──────── Task material ────────

//! Parking gate controller
//!
//! Senses vehicles at an entry/exit gate, drives the gate arm and a
//! single-digit display, tracks per-space occupancy, computes a time based
//! fee and answers a small JSON command set over TCP.
//!
//! Everything runs on one cooperative loop (see [`scheduler`]); the command
//! server is serviced from inside that loop, so the shared state in
//! [`fsm::Fsm`] has exactly one owner.
//!
//! ```text
//! gpi ──> scheduler ──> fsm ──> occupancy / ledger
//!             │          │
//!             │          └────> gpo (gate, display, indicators)
//!             └──> server ──> fsm
//! ```

#![cfg_attr(not(feature = "std"), no_std)]

extern crate alloc;

pub mod fee;
pub mod fsm;
pub mod gpi;
pub mod gpo;
pub mod ledger;
pub mod occupancy;
pub mod protocol;
pub mod scheduler;
pub mod server;
pub mod settings;
pub mod types;

/// Host side adapters (TCP listener, simulated pins)
#[cfg(feature = "std")]
pub mod host;

/// ESP32 board adapters and the Wi-Fi command channel
#[cfg(feature = "firmware")]
pub mod board;
#[cfg(feature = "firmware")]
pub mod net;

pub use fee::Fee;
pub use fsm::{EntryOutcome, ExitOutcome, Fsm};
pub use scheduler::Scheduler;
pub use settings::{ConfigSlot, Settings};
pub use types::{FsmState, SpaceId, VehicleId, SPACES};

────────

__Task goal__:
Please set down again, word for word, only the lines from the start of the entries through the line with "Everything runs on", both ends included.

__Final answer__:
//! Parking gate controller
//!
//! Senses vehicles at an entry/exit gate, drives the gate arm and a
//! single-digit display, tracks per-space occupancy, computes a time based
//! fee and answers a small JSON command set over TCP.
//!
//! Everything runs on one cooperative loop (see [`scheduler`]); the command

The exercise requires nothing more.